Abstract 5119: Von Willebrand Factor is Expressed Differently in Pathological Angiogenesis Models and Potentially Mediates Angiogenesis
The objectives of this study were to assess von Willebrand factor (vWF) expression in different in vivo angiogenesis models, and also to investigate whether vWF plays a role in the regulation of angiogenesis. Basement membrane vWF is widely used as an endothelial cell marker for the analysis of physiological and pathological angiogenesis. In this study, we measured vWF expression in tumor xenografts, ischemic muscle, wound skin and matrigel implants. CD31 antibody, another routinely used endothelial cell marker, was used as an internal control. The sections of different tissues were immunofluorescently stained for vWF and CD31. The top five fields with the most microvessels in each section were acquired. The vWF- and CD31-positive vascular areas were quantified using Image-Pro Plus software and the ratios of vWF-/CD31-positive areas were compared. The ratios in normal muscle, skin and liver were 21.66%, 22.75% and 27.59%, respectively.
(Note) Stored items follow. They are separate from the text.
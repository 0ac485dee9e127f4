//! Template media bound to a slot.
//!
//! A slot's `template_media` setting lists bindings; each names a stored
//! template either directly by `media_object_id` or by `media_kind`, which
//! resolves to the newest template of that kind owned by the slot. Optional
//! bindings whose media is gone are skipped.

use photochanger_db::models::status::MediaScope;
use photochanger_providers::TemplateImage;
use serde::Deserialize;
use serde_json::Value;
use uuid::Uuid;

use crate::error::{MediaError, TemplateError};
use crate::media::MediaStore;

/// One entry of a slot's `template_media` setting.
#[derive(Debug, Clone, Deserialize)]
pub struct TemplateBinding {
    pub role: String,
    #[serde(default)]
    pub media_kind: Option<String>,
    #[serde(default)]
    pub media_object_id: Option<Uuid>,
    #[serde(default)]
    pub optional: bool,
    /// Form field for backends that take template links.
    #[serde(default)]
    pub form_field: Option<String>,
}

/// Parse the bindings out of slot settings; absent or null means none.
pub fn bindings(settings: &Value) -> Result<Vec<TemplateBinding>, TemplateError> {
    match settings.get("template_media") {
        None | Some(Value::Null) => Ok(Vec::new()),
        Some(raw) => serde_json::from_value(raw.clone())
            .map_err(|e| TemplateError::Binding(e.to_string())),
    }
}

/// Load every bound template of `slot_id`, in binding order.
pub async fn resolve_templates(
    media: &dyn MediaStore,
    slot_id: &str,
    settings: &Value,
) -> Result<Vec<TemplateImage>, TemplateError> {
    let mut resolved = Vec::new();
    for binding in bindings(settings)? {
        if let Some(image) = resolve_binding(media, slot_id, &binding).await? {
            resolved.push(image);
        }
    }
    Ok(resolved)
}

async fn resolve_binding(
    media: &dyn MediaStore,
    slot_id: &str,
    binding: &TemplateBinding,
) -> Result<Option<TemplateImage>, TemplateError> {
    let object = match (binding.media_object_id, binding.media_kind.as_deref()) {
        (Some(id), _) => media.find(id).await?,
        (None, Some(kind)) => media.find_template(slot_id, kind).await?,
        (None, None) => {
            return Err(TemplateError::Binding(format!(
                "template '{}' must define media_object_id or media_kind",
                binding.role
            )));
        }
    };

    let missing = || {
        if binding.optional {
            tracing::debug!(slot_id, role = %binding.role, "Optional template media missing, skipped");
            Ok(None)
        } else {
            Err(TemplateError::Missing {
                role: binding.role.clone(),
            })
        }
    };

    let Some(object) = object.filter(|o| o.scope == MediaScope::Template) else {
        return missing();
    };
    let bytes = match media.read(&object.path).await {
        Ok(bytes) => bytes,
        Err(MediaError::NotFound(_)) => return missing(),
        Err(e) => return Err(e.into()),
    };

    Ok(Some(TemplateImage {
        role: binding.role.clone(),
        media_object_id: object.id,
        form_field: binding.form_field.clone(),
        mime_type: object.mime,
        bytes,
    }))
}
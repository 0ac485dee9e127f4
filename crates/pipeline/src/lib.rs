//! Job pipeline of the ingest gateway.
//!
//! Ingest admits a job into the [`queue::JobQueue`]; [`worker::QueueWorker`]s
//! claim jobs, drive the slot's provider until the job's deadline and
//! finalize them; [`stats::StatsCache`] records one audit entry per
//! transition; [`cleanup::CleanupSweeper`] removes expired media.

pub mod cleanup;
pub mod context;
pub mod error;
pub mod ingest;
pub mod media;
pub mod queue;
pub mod slots;
pub mod stats;
pub mod templates;
pub mod worker;

pub use cleanup::{CleanupReport, CleanupSweeper};
pub use context::PipelineContext;
pub use error::{
    CleanupError, IngestError, MediaError, QueueError, SlotError, StatsError, TemplateError,
    WorkerError,
};
pub use ingest::{IngestConfig, IngestGateway, IngestOutcome, Upload};
pub use media::{FsMediaStore, MediaStore, MemoryMediaStore};
pub use queue::{JobQueue, MemoryJobQueue, PgJobQueue};
pub use slots::{PgSlotDirectory, SlotDirectory, StaticSlotDirectory};
pub use stats::{MemoryJournal, MemoryStatsStore, PgStatsStore, StatsCache, StatsCacheConfig, StatsStore};
pub use worker::{QueueWorker, RunOutcome, WorkerConfig};
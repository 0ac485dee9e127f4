//! Durable job mailbox with admission control and single-claim semantics.

use async_trait::async_trait;
use photochanger_core::deadlines::DeadlinePolicy;
use photochanger_core::types::{JobId, Timestamp};
use photochanger_db::models::job::{Job, JobListQuery};
use photochanger_db::models::processing_log::ProcessingLog;

use crate::error::QueueError;

pub mod memory;
pub mod postgres;

pub use memory::MemoryJobQueue;
pub use postgres::PgJobQueue;

/// Queue operations shared by the ingest gateway, workers and the admin API.
///
/// A job is *in flight* while it is not finalized and its deadline has not
/// passed. Only in-flight jobs count against admission.
///
/// Admission, finalization and expiry append their processing log entry
/// atomically with the state change: either both are stored or neither is.
#[async_trait]
pub trait JobQueue: Send + Sync {
    /// Admit `job` unless the in-flight limit is reached.
    ///
    /// Admission is evaluated at `job.created_at`; the check and the insert
    /// are one atomic unit. `job.expires_at` must equal `created_at` plus
    /// the queue's configured synchronous budget. Appends a `received` entry.
    async fn enqueue(&self, job: Job) -> Result<Job, QueueError>;

    /// Claim the oldest pending job whose deadline is not before `now` and
    /// mark it processing. Concurrent callers never receive the same job.
    async fn acquire_for_processing(&self, now: Timestamp) -> Result<Option<Job>, QueueError>;

    /// Persist the terminal state carried by `job` together with its
    /// terminal `log`.
    ///
    /// Re-applying the stored terminal state returns it unchanged and
    /// appends nothing; a different terminal state fails with
    /// [`QueueError::AlreadyFinalized`].
    async fn mark_finalized(&self, job: &Job, log: &ProcessingLog) -> Result<Job, QueueError>;

    /// Finalize every live job whose deadline is before `now` as `timeout`,
    /// append a `timeout` entry for each and return them.
    async fn release_expired(&self, now: Timestamp) -> Result<Vec<Job>, QueueError>;

    async fn get_job(&self, id: JobId) -> Result<Option<Job>, QueueError>;

    /// Newest first, filtered and paginated by `query`.
    async fn list_jobs(&self, query: &JobListQuery) -> Result<Vec<Job>, QueueError>;

    async fn in_flight(&self, now: Timestamp) -> Result<i64, QueueError>;

    /// Remember the provider's reference for a job that is still running.
    async fn record_provider_reference(
        &self,
        id: JobId,
        reference: &str,
        now: Timestamp,
    ) -> Result<(), QueueError>;

    /// Clear result artifacts whose retention ended at or before `now` and
    /// return the file paths they referenced.
    async fn purge_expired_results(&self, now: Timestamp) -> Result<Vec<String>, QueueError>;
}

/// Reject jobs that cannot be admitted as given.
pub(crate) fn check_admissible(job: &Job, deadlines: &DeadlinePolicy) -> Result<(), QueueError> {
    if job.is_finalized {
        return Err(QueueError::Invalid(format!(
            "job {} is already finalized",
            job.id
        )));
    }
    deadlines
        .check(job.created_at, job.expires_at)
        .map_err(|e| QueueError::Invalid(format!("job {}: {e}", job.id)))
}

/// Reject a finalize request whose job is not terminal or whose log
/// describes something else.
pub(crate) fn check_terminal(job: &Job, log: &ProcessingLog) -> Result<(), QueueError> {
    job.validate_terminal()
        .map_err(|e| QueueError::Invalid(e.to_string()))?;
    if log.job_id != job.id || !log.status.is_terminal() {
        return Err(QueueError::Invalid(format!(
            "log {} ({}) is not a terminal entry for job {}",
            log.id, log.status, job.id
        )));
    }
    Ok(())
}

/// Resolve the outcome of finalizing an already-terminal job.
pub(crate) fn reconcile_finalized(requested: &Job, stored: Job) -> Result<Job, QueueError> {
    if stored.is_finalized && stored.same_terminal_state(requested) {
        Ok(stored)
    } else if stored.is_finalized {
        Err(QueueError::AlreadyFinalized(stored.id))
    } else {
        Err(QueueError::Invalid(format!(
            "job {} could not be finalized",
            stored.id
        )))
    }
}
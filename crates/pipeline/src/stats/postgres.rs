//! PostgreSQL-backed stats store.

use async_trait::async_trait;
use photochanger_core::stats::{RecentResult, StatsMetric, StatsScope, StatsWindow};
use photochanger_core::types::Timestamp;
use photochanger_db::models::processing_log::ProcessingLog;
use photochanger_db::repositories::{JobRepo, ProcessingLogRepo, StatsRepo};
use photochanger_db::DbPool;

use super::store::StatsStore;
use crate::error::StatsError;

pub struct PgStatsStore {
    pool: DbPool,
}

impl PgStatsStore {
    pub fn new(pool: DbPool) -> Self {
        Self { pool }
    }
}

#[async_trait]
impl StatsStore for PgStatsStore {
    async fn record(&self, log: &ProcessingLog) -> Result<(), StatsError> {
        let mut tx = self.pool.begin().await?;
        ProcessingLogRepo::append(&mut *tx, log).await?;
        tx.commit().await?;
        Ok(())
    }

    async fn load_metrics(
        &self,
        scope: &StatsScope,
        window: StatsWindow,
        since: Timestamp,
    ) -> Result<Vec<StatsMetric>, StatsError> {
        let rows = StatsRepo::list(&self.pool, scope.as_key(), window, since).await?;
        Ok(rows.into_iter().map(StatsMetric::from).collect())
    }

    async fn recent_results(
        &self,
        slot_id: &str,
        since: Timestamp,
        limit: usize,
    ) -> Result<Vec<RecentResult>, StatsError> {
        let limit = i64::try_from(limit).unwrap_or(i64::MAX);
        let rows = JobRepo::recent_results(&self.pool, slot_id, since, limit).await?;
        Ok(rows.into_iter().map(RecentResult::from).collect())
    }
}
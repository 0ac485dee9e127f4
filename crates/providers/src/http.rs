//! Response classification shared by the HTTP-backed adapters.
//!
//! Overload and server faults (429/500/503, and Google RPC statuses
//! `RESOURCE_EXHAUSTED`/`DEADLINE_EXCEEDED`) are transport errors; any
//! other non-2xx answer is a semantic rejection. Error bodies come in the
//! Google shape (`error.status`) or the OpenAI shape (`error.type`).

use serde::de::DeserializeOwned;

use crate::adapter::ProviderError;

const RETRYABLE_HTTP: [u16; 3] = [429, 500, 503];
const RETRYABLE_RPC: [&str; 2] = ["RESOURCE_EXHAUSTED", "DEADLINE_EXCEEDED"];

/// Map a `reqwest` failure (connect, TLS, timeout, body read) to a
/// transport error.
pub fn transport(err: reqwest::Error) -> ProviderError {
    let kind = if err.is_timeout() {
        "timeout"
    } else if err.is_connect() {
        "connect"
    } else {
        "request"
    };
    ProviderError::transport(format!("{kind}: {err}"))
}

/// Ensure the response has a success status code. Returns the response
/// unchanged on success, or a classified [`ProviderError`] built from the
/// status and body text on failure.
pub async fn ensure_success(response: reqwest::Response) -> Result<reqwest::Response, ProviderError> {
    let status = response.status();
    if status.is_success() {
        return Ok(response);
    }
    let body = response
        .text()
        .await
        .unwrap_or_else(|_| "<unreadable body>".to_string());
    Err(classify_failure(status.as_u16(), &body))
}

/// Parse a successful JSON response body into the expected type.
pub async fn parse_json<T: DeserializeOwned>(response: reqwest::Response) -> Result<T, ProviderError> {
    let response = ensure_success(response).await?;
    response.json::<T>().await.map_err(|e| {
        if e.is_decode() {
            ProviderError::semantic("invalid_response", format!("malformed provider response: {e}"))
        } else {
            transport(e)
        }
    })
}

/// Classify a non-2xx answer.
///
/// When the body carries a Google-style `{"error": {"status", "message"}}`
/// object, its RPC status decides; otherwise the HTTP code does. An
/// OpenAI-style `error.type` only names the semantic code.
pub fn classify_failure(status: u16, body: &str) -> ProviderError {
    let parsed = serde_json::from_str::<serde_json::Value>(body).ok();
    let rpc_error = parsed
        .as_ref()
        .and_then(|v| v.get("error"))
        .filter(|e| e.is_object());

    match rpc_error {
        Some(error) => {
            let rpc_status = str_field(error, "status").to_ascii_uppercase();
            let error_type = str_field(error, "type");
            let message = str_field(error, "message");
            let detail = [rpc_status.as_str(), error_type, message]
                .into_iter()
                .filter(|part| !part.is_empty())
                .collect::<Vec<_>>()
                .join(" ");
            let text = format!("status {status}: {detail}");
            let retryable = if rpc_status.is_empty() {
                RETRYABLE_HTTP.contains(&status)
            } else {
                RETRYABLE_RPC.contains(&rpc_status.as_str())
            };
            if retryable {
                ProviderError::transport(text)
            } else {
                let code = [rpc_status.as_str(), error_type]
                    .into_iter()
                    .find(|part| !part.is_empty())
                    .map(str::to_string)
                    .unwrap_or_else(|| format!("http_{status}"));
                ProviderError::semantic(code, text)
            }
        }
        None if RETRYABLE_HTTP.contains(&status) => {
            ProviderError::transport(format!("status {status}: {}", truncate(body, 200)))
        }
        None => ProviderError::semantic(format!("http_{status}"), truncate(body, 200)),
    }
}

fn str_field<'a>(value: &'a serde_json::Value, key: &str) -> &'a str {
    value
        .get(key)
        .and_then(serde_json::Value::as_str)
        .unwrap_or_default()
        .trim()
}

/// Truncate `text` to at most `max` characters, marking the cut.
pub fn truncate(text: &str, max: usize) -> String {
    if text.chars().count() <= max {
        return text.to_string();
    }
    let kept: String = text.chars().take(max.saturating_sub(3)).collect();
    format!("{kept}...")
}
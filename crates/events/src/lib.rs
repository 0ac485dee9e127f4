//! In-process job event bus.
//!
//! The worker publishes one terminal event per finalized job; the ingest
//! gateway subscribes to answer synchronous callers.

pub mod bus;

pub use bus::{EventBus, JobEvent};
In ischemic muscle and wound skin, the vWF/CD31 ratios were 23.10% and 21.73%, respectively, which were comparable with those in normal tissues. Matrigel implants had the highest ratio of vWF/CD31 (41.61%). However, tumor xenografts had the lowest ratios of vWF/CD31, which were 3.51% and 5.37% in breast cancer and melanoma, respectively. These data suggested that vWF expression is mediated by the micro-environment of distinct pathological processes. They also implied that the decreased expression of vWF in tumor vasculature might be a potential regulator of tumor growth and angiogenesis. We injected melanoma cells subcutaneously into wild type (WT) and vWF-deficient (vWF−/−) mice to examine tumor growth and vascular formation. Interestingly, the weight of tumors grown in vWF−/− mice was four times higher than that in WT counterparts. Importantly, the vascular area in the tumors from vWF−/− mice was significantly larger than that from the WT littermates. Taken together, these data demonstrate that vWF expression is different in distinct pathological angiogenesis models. Therefore, caution should be taken when using vWF as a vascular marker in different pathological angiogenesis models. Moreover, the decreased expression or deficiency of vWF might be implicated in the promotion of angiogenesis.
This research has received full or partial funding support from the American Heart Association, National Center.